I recently looked in the mirror and saw my “before Jesus” self, and I didn’t particularly like what I saw. Satan, heavily involved in the boomerang effects of the day before, had gotten hold of my emotions. Aiding and abetting my detonation of emotional rancor, rudeness, and repressed anger, I tumbled into the abyss of raging mania.
When an ambulance scraped my husband off the concrete sidewalk in front of Big O Tires, they took him to the ER in Cottonwood, Arizona, and took our dog, Jethro, to the police station. This frightening event caused a series of happenings to implode into our lives. The police brought my puppy home, I rushed out the door, and drove to Cottonwood. The ER receptionist told me what room he was in, and as I walked away, she said, “He’s okay. He’ll be fine.”
Whew! What a relief. However, when I walked into his room, I couldn’t believe how badly he looked. He looked as if a Mack Truck had trampled his face several times. Nevertheless, the ER doc assured me that once he stitched Scotty up, I could take him home.

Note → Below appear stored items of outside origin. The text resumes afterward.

use std::path::{Path, PathBuf};
use std::time::Duration;

use serde::Deserialize;
use thiserror::Error;
use tracing::{debug, warn};

use crate::core::catalog::Catalog;
use crate::core::course::Course;

const SAMPLE_CATALOG: &str = include_str!("sample_catalog.json");

pub const DEFAULT_FETCH_TIMEOUT: Duration = Duration::from_secs(10);

#[derive(Debug, Error)]
pub enum CatalogError {
    #[error("io error reading {path}: {source}")]
    Io {
        path: PathBuf,
        #[source]
        source: std::io::Error,
    },
    #[error("failed to parse catalog at {path}: {source}")]
    Json {
        path: PathBuf,
        #[source]
        source: serde_json::Error,
    },
    #[error("failed to parse catalog at {path}: {source}")]
    Yaml {
        path: PathBuf,
        #[source]
        source: serde_yaml::Error,
    },
    #[error("unsupported catalog format: {0}")]
    UnsupportedFormat(PathBuf),
    #[error("invalid catalog pattern '{pattern}': {source}")]
    Pattern {
        pattern: String,
        #[source]
        source: glob::PatternError,
    },
    #[error("catalog pattern matched no files: {0}")]
    NoMatches(String),
    #[error("failed to fetch catalog from {url}: {source}")]
    Fetch {
        url: String,
        #[source]
        source: reqwest::Error,
    },
    #[error("embedded sample catalog is invalid: {0}")]
    Sample(#[source] serde_json::Error),
}

/// What to show when the configured catalog cannot be loaded.
#[derive(Debug, Clone, Copy, Default, PartialEq, Eq, Deserialize)]
#[serde(rename_all = "lowercase")]
pub enum Fallback {
    #[default]
    Sample,
    Empty,
}

#[derive(Debug, Clone, PartialEq, Eq)]
pub enum CatalogSource {
    /// Glob patterns, resolved against `base` when relative.
    Files { base: PathBuf, patterns: Vec<String> },
    Url { url: String, timeout: Duration },
    Sample,
    Empty,
}

#[derive(Debug)]
pub struct LoadedCatalog {
    pub catalog: Catalog,
    /// Set when the requested source failed and the fallback was used.
    pub degraded: Option<CatalogError>,
}

pub fn load_catalog(source: &CatalogSource) -> Result<Catalog, CatalogError> {
    match source {
        CatalogSource::Files { base, patterns } => load_files(base, patterns),
        CatalogSource::Url { url, timeout } => fetch_catalog(url, *timeout),
        CatalogSource::Sample => sample_catalog(),
        CatalogSource::Empty => Ok(Catalog::empty()),
    }
}

pub fn load_with_fallback(source: &CatalogSource, fallback: Fallback) -> LoadedCatalog {
    match load_catalog(source) {
        Ok(catalog) => LoadedCatalog {
            catalog,
            degraded: None,
        },
        Err(err) => {
            warn!(error = %err, ?fallback, "catalog unavailable, using fallback");
            let catalog = match fallback {
                Fallback::Sample => sample_catalog().unwrap_or_default(),
                Fallback::Empty => Catalog::empty(),
            };
            LoadedCatalog {
                catalog,
                degraded: Some(err),
            }
        }
    }
}

pub fn sample_catalog() -> Result<Catalog, CatalogError> {
    let courses: Vec<Course> =
        serde_json::from_str(SAMPLE_CATALOG).map_err(CatalogError::Sample)?;
    Ok(Catalog::new(courses))
}

pub fn parse_catalog_document(path: &Path, contents: &str) -> Result<Vec<Course>, CatalogError> {
    let extension = path
        .extension()
        .and_then(|ext| ext.to_str())
        .map(str::to_ascii_lowercase);
    match extension.as_deref() {
        Some("json") => serde_json::from_str(contents).map_err(|source| CatalogError::Json {
            path: path.to_path_buf(),
            source,
        }),
        Some("yaml") | Some("yml") => {
            serde_yaml::from_str(contents).map_err(|source| CatalogError::Yaml {
                path: path.to_path_buf(),
                source,
            })
        }
        _ => Err(CatalogError::UnsupportedFormat(path.to_path_buf())),
    }
}

fn load_files(base: &Path, patterns: &[String]) -> Result<Catalog, CatalogError> {
    let mut catalog = Catalog::empty();
    for pattern in patterns {
        for path in expand_pattern(base, pattern)? {
            let contents = std::fs::read_to_string(&path).map_err(|source| CatalogError::Io {
                path: path.clone(),
                source,
            })?;
            let courses = parse_catalog_document(&path, &contents)?;
            debug!(path = %path.display(), courses = courses.len(), "loaded catalog file");
            catalog.extend(courses);
        }
    }
    Ok(catalog)
}

fn expand_pattern(base: &Path, pattern: &str) -> Result<Vec<PathBuf>, CatalogError> {
    let full = if Path::new(pattern).is_absolute() {
        PathBuf::from(pattern)
    } else {
        base.join(pattern)
    };
    let full = full.to_string_lossy().to_string();
    let entries = glob::glob(&full).map_err(|source| CatalogError::Pattern {
        pattern: pattern.to_string(),
        source,
    })?;

    let mut paths = Vec::new();
    for entry in entries {
        let path = entry.map_err(|err| CatalogError::Io {
            path: err.path().to_path_buf(),
            source: err.into_error(),
        })?;
        if path.is_file() {
            paths.push(path);
        }
    }
    if paths.is_empty() {
        return Err(CatalogError::NoMatches(full));
    }
    paths.sort();
    Ok(paths)
}

fn fetch_catalog(url: &str, timeout: Duration) -> Result<Catalog, CatalogError> {
    let fetch_error = |source| CatalogError::Fetch {
        url: url.to_string(),
        source,
    };
    let client = reqwest::blocking::Client::builder()
        .timeout(timeout)
        .build()
        .map_err(fetch_error)?;
    let courses: Vec<Course> = client
        .get(url)
        .send()
        .and_then(|response| response.error_for_status())
        .and_then(|response| response.json())
        .map_err(fetch_error)?;
    debug!(url, courses = courses.len(), "fetched catalog");
    Ok(Catalog::new(courses))
}
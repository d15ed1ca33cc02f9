use std::collections::HashMap;

use serde::Serialize;

use crate::core::course::CourseId;
use crate::graph::{CourseGraph, Edge, HighlightSets};

#[derive(Debug, Clone, Copy, PartialEq, Eq, Serialize)]
#[serde(rename_all = "lowercase")]
pub enum NodeStyle {
    Normal,
    Focus,
    Ancestor,
    Descendant,
    Dimmed,
}

#[derive(Debug, Clone, Copy, PartialEq, Eq, Serialize)]
#[serde(rename_all = "lowercase")]
pub enum EdgeStyle {
    Normal,
    Prerequisite,
    Dependent,
    Hidden,
}

/// Per-element style decisions for one interaction state.
#[derive(Debug, Clone, Default, PartialEq)]
pub struct StyleOverrides {
    focus: Option<CourseId>,
    nodes: HashMap<CourseId, NodeStyle>,
    edges: HashMap<Edge, EdgeStyle>,
}

impl StyleOverrides {
    pub fn derive(
        graph: &CourseGraph,
        focus: Option<&CourseId>,
        highlight: &HighlightSets,
    ) -> Self {
        let Some(focus) = focus else {
            return Self::default();
        };

        let nodes = graph
            .nodes()
            .iter()
            .map(|node| {
                let style = if &node.id == focus {
                    NodeStyle::Focus
                } else if highlight.ancestors.contains(&node.id) {
                    NodeStyle::Ancestor
                } else if highlight.descendants.contains(&node.id) {
                    NodeStyle::Descendant
                } else {
                    NodeStyle::Dimmed
                };
                (node.id.clone(), style)
            })
            .collect();

        let upstream = |id: &CourseId| id == focus || highlight.ancestors.contains(id);
        let downstream = |id: &CourseId| id == focus || highlight.descendants.contains(id);
        let edges = graph
            .edges()
            .iter()
            .map(|edge| {
                let style = if upstream(&edge.from) && upstream(&edge.to) {
                    EdgeStyle::Prerequisite
                } else if downstream(&edge.from) && downstream(&edge.to) {
                    EdgeStyle::Dependent
                } else {
                    EdgeStyle::Hidden
                };
                (edge.clone(), style)
            })
            .collect();

        Self {
            focus: Some(focus.clone()),
            nodes,
            edges,
        }
    }

    pub fn focus(&self) -> Option<&CourseId> {
        self.focus.as_ref()
    }

    pub fn node(&self, id: &CourseId) -> NodeStyle {
        self.nodes.get(id).copied().unwrap_or(NodeStyle::Normal)
    }

    pub fn edge(&self, edge: &Edge) -> EdgeStyle {
        self.edges.get(edge).copied().unwrap_or(EdgeStyle::Normal)
    }
}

Whew! What a relief. Yet, after driving home to get clean clothing, and driving back to the ER, when the nurse removed the oxygen cannula from his nostrils, his oxygen level plummeted immediately. She called the doctor in.
“Oh! I better look at the images before you leave,” the doctor said.

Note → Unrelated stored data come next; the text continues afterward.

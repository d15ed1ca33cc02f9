use std::collections::HashMap;
use std::sync::atomic::{AtomicU64, Ordering};

use serde::Serialize;

use crate::core::course::{Course, CourseId};

pub mod builder;
pub mod ops;
pub mod reach;
pub mod search;
pub mod viz;

pub use builder::{build_graph, BuildOptions, ViewSelection};
pub use reach::{ancestors, descendants, highlight_sets, HighlightSets, ReachabilityCache};

static NEXT_GENERATION: AtomicU64 = AtomicU64::new(1);

/// A directed prerequisite link: `from` must be taken before `to`.
#[derive(Debug, Clone, PartialEq, Eq, Hash, PartialOrd, Ord, Serialize)]
pub struct Edge {
    pub from: CourseId,
    pub to: CourseId,
}

impl Edge {
    pub fn new(from: CourseId, to: CourseId) -> Self {
        Self { from, to }
    }
}

/// A rendered node. Under title deduplication one node stands for every
/// course sharing the representative's title.
#[derive(Debug, Clone, PartialEq)]
pub struct CourseNode {
    pub id: CourseId,
    pub course: Course,
    pub members: Vec<CourseId>,
}

#[derive(Debug, Clone, Copy, PartialEq, Eq, Serialize)]
#[serde(rename_all = "kebab-case")]
pub enum DropReason {
    /// The referenced id is not in the catalog at all.
    Dangling,
    /// The referenced course exists but was filtered out of this view.
    OutsideFilter,
    /// Both ends collapsed onto the same node under title deduplication.
    CollapsedSelfLoop,
}

/// A prerequisite link from the catalog that did not become an edge.
#[derive(Debug, Clone, PartialEq, Eq, Serialize)]
pub struct DroppedEdge {
    pub from: CourseId,
    pub to: CourseId,
    pub reason: DropReason,
}

/// Immutable snapshot of the course graph. Rebuilding is the only way to
/// change it.
#[derive(Debug, Clone)]
pub struct CourseGraph {
    generation: u64,
    options: BuildOptions,
    nodes: Vec<CourseNode>,
    index: HashMap<CourseId, usize>,
    aliases: HashMap<CourseId, CourseId>,
    edges: Vec<Edge>,
    outgoing: HashMap<CourseId, Vec<CourseId>>,
    incoming: HashMap<CourseId, Vec<CourseId>>,
    dropped: Vec<DroppedEdge>,
}

impl CourseGraph {
    pub(crate) fn from_parts(
        options: BuildOptions,
        nodes: Vec<CourseNode>,
        edges: Vec<Edge>,
        dropped: Vec<DroppedEdge>,
    ) -> Self {
        let mut index = HashMap::new();
        let mut aliases = HashMap::new();
        for (pos, node) in nodes.iter().enumerate() {
            index.insert(node.id.clone(), pos);
            for member in &node.members {
                aliases.insert(member.clone(), node.id.clone());
            }
        }

        let mut outgoing: HashMap<CourseId, Vec<CourseId>> = HashMap::new();
        let mut incoming: HashMap<CourseId, Vec<CourseId>> = HashMap::new();
        for edge in &edges {
            outgoing
                .entry(edge.from.clone())
                .or_default()
                .push(edge.to.clone());
            incoming
                .entry(edge.to.clone())
                .or_default()
                .push(edge.from.clone());
        }

        Self {
            generation: NEXT_GENERATION.fetch_add(1, Ordering::Relaxed),
            options,
            nodes,
            index,
            aliases,
            edges,
            outgoing,
            incoming,
            dropped,
        }
    }

    pub fn generation(&self) -> u64 {
        self.generation
    }

    pub fn options(&self) -> &BuildOptions {
        &self.options
    }

    pub fn nodes(&self) -> &[CourseNode] {
        &self.nodes
    }

    pub fn node(&self, id: &CourseId) -> Option<&CourseNode> {
        self.index.get(id).and_then(|pos| self.nodes.get(*pos))
    }

    pub fn contains(&self, id: &CourseId) -> bool {
        self.index.contains_key(id)
    }

    /// Maps any underlying course id to the id of the node displaying it.
    pub fn resolve(&self, id: &CourseId) -> Option<&CourseId> {
        self.aliases.get(id)
    }

    pub fn edges(&self) -> &[Edge] {
        &self.edges
    }

    pub fn has_edge(&self, from: &CourseId, to: &CourseId) -> bool {
        self.outgoing
            .get(from)
            .map(|targets| targets.contains(to))
            .unwrap_or(false)
    }

    /// Nodes with an edge into `id`.
    pub fn prerequisites_of(&self, id: &CourseId) -> &[CourseId] {
        self.incoming.get(id).map(Vec::as_slice).unwrap_or(&[])
    }

    /// Nodes `id` has an edge into.
    pub fn dependents_of(&self, id: &CourseId) -> &[CourseId] {
        self.outgoing.get(id).map(Vec::as_slice).unwrap_or(&[])
    }

    pub fn dropped(&self) -> &[DroppedEdge] {
        &self.dropped
    }

    pub fn len(&self) -> usize {
        self.nodes.len()
    }

    pub fn is_empty(&self) -> bool {
        self.nodes.is_empty()
    }

    /// Display label for a node id, falling back to the id itself.
    pub fn label<'a>(&'a self, id: &'a CourseId) -> &'a str {
        self.node(id)
            .map(|node| node.course.title.as_str())
            .unwrap_or_else(|| id.as_str())
    }
}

A few minutes later, he came charging into the room and said, “He can’t go home. He has a broken rib, a very small laceration in his liver. We need to get him to the hospital in Flagstaff, because it’s a Trauma One Center.”
The doc looked at me, and said, I’m really sorry, but I’ve been working since 6:00 AM, we’ve had a very busy afternoon, and I’m exhausted. Thank you for your understanding.”

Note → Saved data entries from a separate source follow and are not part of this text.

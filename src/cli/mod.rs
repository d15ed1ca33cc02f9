use std::env;
use std::path::PathBuf;

use clap::{Args, Parser, Subcommand};
use serde::Serialize;
use tracing_subscriber::EnvFilter;

use crate::config::settings::default_base_dir;
use crate::config::{resolve_config, Settings};
use crate::core::catalog::Catalog;
use crate::core::course::CourseId;
use crate::core::source::{load_with_fallback, CatalogSource, Fallback};
use crate::error::{CourseGraphError, Result};
use crate::graph::ops::{find_cycles, roots, study_order};
use crate::graph::reach::{direct_dependents, direct_prerequisites};
use crate::graph::search::{search, SearchResult};
use crate::graph::viz;
use crate::graph::{
    ancestors, build_graph, descendants, highlight_sets, BuildOptions, CourseGraph, DroppedEdge,
    ViewSelection,
};
use crate::render::{DotAdapter, TerminalAdapter};
use crate::session::Session;
use crate::util::output;

mod explore;

#[derive(Parser, Debug)]
#[command(name = "coursegraph")]
#[command(about = "Explore course prerequisite graphs", long_about = None)]
pub struct Cli {
    #[arg(short, long)]
    pub config: Option<PathBuf>,
    /// Catalog file or glob pattern; repeatable. Replaces configured sources.
    #[arg(long = "catalog")]
    pub catalogs: Vec<String>,
    /// Fetch the catalog from a URL instead of local files.
    #[arg(long)]
    pub url: Option<String>,
    #[arg(short, long, action = clap::ArgAction::Count)]
    pub verbose: u8,
    #[arg(short, long)]
    pub quiet: bool,
    #[arg(long)]
    pub no_color: bool,
    #[command(subcommand)]
    pub command: Commands,
}

#[derive(Subcommand, Debug)]
pub enum Commands {
    Show(ShowArgs),
    Prereqs(LineageArgs),
    Dependents(LineageArgs),
    Highlight(HighlightArgs),
    Order(ReportArgs),
    Check(ReportArgs),
    Tracks(TracksArgs),
    Search(SearchArgs),
    Explore(ExploreArgs),
}

#[derive(Args, Debug, Clone, Default)]
pub struct ViewArgs {
    /// Show a single specialization track.
    #[arg(short = 't', long, conflicts_with = "all")]
    pub track: Option<String>,
    /// Show every track, ignoring the configured default.
    #[arg(long)]
    pub all: bool,
    #[arg(long, conflicts_with = "no_dedupe")]
    pub dedupe: bool,
    #[arg(long)]
    pub no_dedupe: bool,
}

#[derive(Args, Debug)]
pub struct ShowArgs {
    #[command(flatten)]
    pub view: ViewArgs,
    #[arg(long, default_value = "tree")]
    pub format: String,
    #[arg(long)]
    pub focus: Option<String>,
}

#[derive(Args, Debug)]
pub struct LineageArgs {
    pub course: String,
    #[command(flatten)]
    pub view: ViewArgs,
    #[arg(long)]
    pub direct: bool,
    #[arg(long)]
    pub json: bool,
}

#[derive(Args, Debug)]
pub struct HighlightArgs {
    pub course: String,
    #[command(flatten)]
    pub view: ViewArgs,
    #[arg(long)]
    pub json: bool,
}

#[derive(Args, Debug)]
pub struct ReportArgs {
    #[command(flatten)]
    pub view: ViewArgs,
    #[arg(long)]
    pub json: bool,
}

#[derive(Args, Debug)]
pub struct TracksArgs {
    #[arg(long)]
    pub json: bool,
}

#[derive(Args, Debug)]
pub struct SearchArgs {
    pub query: String,
    #[command(flatten)]
    pub view: ViewArgs,
    #[arg(long)]
    pub json: bool,
}

#[derive(Args, Debug)]
pub struct ExploreArgs {
    #[command(flatten)]
    pub view: ViewArgs,
}

struct Context {
    catalog: Catalog,
    settings: Settings,
    quiet: bool,
}

#[derive(Clone, Copy, Debug)]
enum Direction {
    Up,
    Down,
}

pub fn run() {
    let cli = Cli::parse();
    init_tracing(cli.verbose, cli.quiet);
    if cli.no_color {
        console::set_colors_enabled(false);
        console::set_colors_enabled_stderr(false);
    }
    if let Err(err) = dispatch(cli) {
        output::error(&err.to_string());
        std::process::exit(1);
    }
}

fn init_tracing(verbose: u8, quiet: bool) {
    let default_level = match (quiet, verbose) {
        (true, _) => "off",
        (false, 0) => "error",
        (false, 1) => "debug",
        (false, _) => "trace",
    };
    let filter =
        EnvFilter::try_from_default_env().unwrap_or_else(|_| EnvFilter::new(default_level));
    let _ = tracing_subscriber::fmt()
        .with_env_filter(filter)
        .with_writer(std::io::stderr)
        .with_target(false)
        .try_init();
}

fn dispatch(cli: Cli) -> Result<()> {
    let ctx = load_context(cli.config, cli.catalogs, cli.url, cli.quiet)?;
    match cli.command {
        Commands::Show(args) => handle_show(args, &ctx),
        Commands::Prereqs(args) => handle_lineage(args, &ctx, Direction::Up),
        Commands::Dependents(args) => handle_lineage(args, &ctx, Direction::Down),
        Commands::Highlight(args) => handle_highlight(args, &ctx),
        Commands::Order(args) => handle_order(args, &ctx),
        Commands::Check(args) => handle_check(args, &ctx),
        Commands::Tracks(args) => handle_tracks(args, &ctx),
        Commands::Search(args) => handle_search(args, &ctx),
        Commands::Explore(args) => handle_explore(args, ctx),
    }
}

fn load_context(
    config_path: Option<PathBuf>,
    catalogs: Vec<String>,
    url: Option<String>,
    quiet: bool,
) -> Result<Context> {
    let cwd = env::current_dir().unwrap_or_else(|_| default_base_dir());
    let resolved = resolve_config(&cwd, config_path)?;
    let mut settings = resolved.settings;

    let from_cli = url.is_none() && !catalogs.is_empty();
    if let Some(url) = url {
        settings.catalog.url = Some(url);
    }
    let source = if from_cli {
        CatalogSource::Files {
            base: cwd,
            patterns: catalogs,
        }
    } else {
        settings.catalog.source(&resolved.root)
    };

    if source == CatalogSource::Sample && !quiet {
        output::notice("catalog", "no catalog configured, using the built-in sample");
    }

    let loaded = load_with_fallback(&source, settings.catalog.fallback);
    if let Some(err) = loaded.degraded.as_ref() {
        if !quiet {
            let fallback = match settings.catalog.fallback {
                Fallback::Sample => "sample",
                Fallback::Empty => "empty",
            };
            output::warn(&format!("{err}; showing the {fallback} catalog instead"));
        }
    }

    Ok(Context {
        catalog: loaded.catalog,
        settings,
        quiet,
    })
}

/// An explicit `--track` must exist in the catalog. A configured track the
/// catalog lacks falls back to all tracks with a warning.
fn build_options(view: &ViewArgs, ctx: &Context) -> Result<BuildOptions> {
    let known = ctx.catalog.specializations();
    let is_known = |track: &str| known.iter().any(|name| name == track);

    let selection = if view.all {
        ViewSelection::All
    } else if let Some(track) = view.track.clone() {
        if !is_known(&track) {
            return Err(CourseGraphError::Other(anyhow::anyhow!(
                "unknown track '{}' (available: {})",
                track,
                known.join(", ")
            )));
        }
        ViewSelection::Track(track)
    } else {
        match ctx.settings.view.selection() {
            ViewSelection::Track(track) if !is_known(&track) => {
                if !ctx.quiet {
                    output::warn(&format!(
                        "configured track '{}' is not in the catalog; showing all tracks",
                        track
                    ));
                }
                ViewSelection::All
            }
            selection => selection,
        }
    };

    Ok(BuildOptions::for_view(&selection, dedupe_override(view, ctx)))
}

fn dedupe_override(view: &ViewArgs, ctx: &Context) -> Option<bool> {
    if view.dedupe {
        Some(true)
    } else if view.no_dedupe {
        Some(false)
    } else {
        ctx.settings.view.dedupe_by_title
    }
}

fn graph_for(view: &ViewArgs, ctx: &Context) -> Result<CourseGraph> {
    let options = build_options(view, ctx)?;
    Ok(build_graph(&ctx.catalog, &options))
}

fn resolve_course(graph: &CourseGraph, raw: &str) -> Result<CourseId> {
    graph
        .resolve(&CourseId::new(raw))
        .cloned()
        .ok_or_else(|| CourseGraphError::Other(anyhow::anyhow!("unknown course {}", raw)))
}

fn print_json<T: Serialize + ?Sized>(value: &T) -> Result<()> {
    println!(
        "{}",
        serde_json::to_string_pretty(value)
            .map_err(|err| CourseGraphError::Other(anyhow::Error::new(err)))?
    );
    Ok(())
}

fn sorted(ids: impl IntoIterator<Item = CourseId>) -> Vec<CourseId> {
    let mut ids: Vec<CourseId> = ids.into_iter().collect();
    ids.sort();
    ids
}

fn display(graph: &CourseGraph, id: &CourseId) -> String {
    format!("{} ({})", graph.label(id), id)
}

fn handle_show(args: ShowArgs, ctx: &Context) -> Result<()> {
    let options = build_options(&args.view, ctx)?;
    let graph = build_graph(&ctx.catalog, &options);
    let focus = args
        .focus
        .as_deref()
        .map(|raw| resolve_course(&graph, raw))
        .transpose()?;

    match args.format.to_ascii_lowercase().as_str() {
        "tree" | "flat" => {
            let starts = match focus.as_ref() {
                Some(focus) => vec![focus.clone()],
                None => roots(&graph),
            };
            if args.format.eq_ignore_ascii_case("tree") {
                print!("{}", viz::render_tree(&graph, &starts));
            } else {
                print!("{}", viz::render_flat(&graph, &starts));
            }
            Ok(())
        }
        "dot" => {
            let mut session = Session::new(ctx.catalog.clone(), options, DotAdapter::new());
            if let Some(focus) = focus {
                session.on_pointer_enter_node(focus);
            }
            print!("{}", session.adapter().render());
            Ok(())
        }
        "json" => {
            if focus.is_some() {
                return Err(CourseGraphError::Other(anyhow::anyhow!(
                    "--focus is not supported with json output, use `highlight --json`"
                )));
            }
            print_json(&viz::to_json(&graph))
        }
        other => Err(CourseGraphError::Other(anyhow::anyhow!(
            "unknown graph format '{}'",
            other
        ))),
    }
}

fn handle_lineage(args: LineageArgs, ctx: &Context, direction: Direction) -> Result<()> {
    let graph = graph_for(&args.view, ctx)?;
    let focus = resolve_course(&graph, &args.course)?;
    let ids = match (direction, args.direct) {
        (Direction::Up, true) => direct_prerequisites(&graph, &focus),
        (Direction::Up, false) => sorted(ancestors(&graph, &focus)),
        (Direction::Down, true) => direct_dependents(&graph, &focus),
        (Direction::Down, false) => sorted(descendants(&graph, &focus)),
    };

    if args.json {
        return print_json(&ids);
    }

    let heading = match direction {
        Direction::Up => "prerequisites of",
        Direction::Down => "dependents of",
    };
    println!("{} {}:", heading, display(&graph, &focus));
    for id in ids {
        println!("  {}", display(&graph, &id));
    }
    Ok(())
}

#[derive(Serialize)]
struct HighlightJson {
    focus: CourseId,
    ancestors: Vec<CourseId>,
    descendants: Vec<CourseId>,
}

fn handle_highlight(args: HighlightArgs, ctx: &Context) -> Result<()> {
    let options = build_options(&args.view, ctx)?;
    if args.json {
        let graph = build_graph(&ctx.catalog, &options);
        let focus = resolve_course(&graph, &args.course)?;
        let sets = highlight_sets(&graph, &focus);
        return print_json(&HighlightJson {
            focus,
            ancestors: sorted(sets.ancestors),
            descendants: sorted(sets.descendants),
        });
    }

    let mut session = Session::new(ctx.catalog.clone(), options, TerminalAdapter::stdout());
    let focus = resolve_course(session.graph(), &args.course)?;
    session.on_pointer_enter_node(focus);
    Ok(())
}

fn handle_order(args: ReportArgs, ctx: &Context) -> Result<()> {
    let graph = graph_for(&args.view, ctx)?;
    let order = study_order(&graph).map_err(CourseGraphError::Other)?;

    if args.json {
        return print_json(&order);
    }
    for id in order {
        match graph.node(&id) {
            Some(node) => println!(
                "Y{}S{}  {}",
                node.course.year,
                node.course.semester,
                display(&graph, &id)
            ),
            None => println!("{}", id),
        }
    }
    Ok(())
}

#[derive(Serialize)]
struct CheckJson<'a> {
    cycles: Vec<Vec<CourseId>>,
    dropped: &'a [DroppedEdge],
}

fn handle_check(args: ReportArgs, ctx: &Context) -> Result<()> {
    let graph = graph_for(&args.view, ctx)?;
    let cycles = find_cycles(&graph);

    if args.json {
        return print_json(&CheckJson {
            cycles,
            dropped: graph.dropped(),
        });
    }

    if cycles.is_empty() && graph.dropped().is_empty() {
        output::info("no prerequisite issues found");
        return Ok(());
    }
    if !cycles.is_empty() {
        println!("cycles:");
        for cycle in &cycles {
            let line = cycle
                .iter()
                .map(CourseId::as_str)
                .collect::<Vec<_>>()
                .join(" -> ");
            println!("  {}", line);
        }
    }
    if !graph.dropped().is_empty() {
        println!("dropped prerequisite links:");
        for dropped in graph.dropped() {
            let reason = serde_json::to_value(dropped.reason)
                .ok()
                .and_then(|value| value.as_str().map(str::to_string))
                .unwrap_or_default();
            println!("  {} -> {} ({})", dropped.from, dropped.to, reason);
        }
    }
    Ok(())
}

#[derive(Serialize)]
struct TrackJson {
    track: String,
    courses: usize,
}

fn handle_tracks(args: TracksArgs, ctx: &Context) -> Result<()> {
    let tracks: Vec<TrackJson> = ctx
        .catalog
        .specializations()
        .into_iter()
        .map(|track| {
            let courses = ctx
                .catalog
                .courses()
                .iter()
                .filter(|course| course.specialization == track)
                .count();
            TrackJson { track, courses }
        })
        .collect();

    if args.json {
        return print_json(&tracks);
    }
    for track in tracks {
        println!("{} ({} courses)", track.track, track.courses);
    }
    Ok(())
}

#[derive(Serialize)]
#[serde(tag = "kind", rename_all = "lowercase")]
enum SearchJson {
    Empty,
    Selected { id: CourseId },
    Suggestions { ids: Vec<CourseId> },
}

fn handle_search(args: SearchArgs, ctx: &Context) -> Result<()> {
    let graph = graph_for(&args.view, ctx)?;
    let result = search(&graph, &args.query);

    if args.json {
        let json = match result {
            SearchResult::Empty => SearchJson::Empty,
            SearchResult::Selected(id) => SearchJson::Selected { id },
            SearchResult::Suggestions(ids) => SearchJson::Suggestions { ids },
        };
        return print_json(&json);
    }

    match result {
        SearchResult::Empty => output::info("empty query"),
        SearchResult::Selected(id) => println!("selected {}", display(&graph, &id)),
        SearchResult::Suggestions(ids) if ids.is_empty() => output::info("no matches"),
        SearchResult::Suggestions(ids) => {
            for id in ids {
                println!("{}", display(&graph, &id));
            }
        }
    }
    Ok(())
}

fn handle_explore(args: ExploreArgs, ctx: Context) -> Result<()> {
    let options = build_options(&args.view, &ctx)?;
    let dedupe = dedupe_override(&args.view, &ctx);
    let session = Session::new(ctx.catalog, options, TerminalAdapter::stdout())
        .with_dedupe_override(dedupe);
    explore::run(session)
}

They flew Scott by helicopter to Northern Arizona Medical Center. I had to kiss him goodbye, and go back home, because I didn’t want to leave the dog. The next morning, I was able to take the dog to Bark N’ Purr, at 8:30 AM, and I drove to Flagstaff. He spent six days in the hospital, and moved him to a rehab center in Cottonwood.
Whew! What a relief. Not so much. The first night, he fell on his prosthetic hip and suffered a minor fracture, because the staff refused to slide his bed against the wall and put a mattress down on the floor next to the bed. I started working to get him removed from that facility.
In the meantime, the facility sent Scott to the same ER for what I believed was a determination about what to do with his fractured hip. We waited three hours to get him in a room, only to find out from an ER doctor that the orthopedist felt he was too old and fragile, and decided it was best to let the fracture heal itself.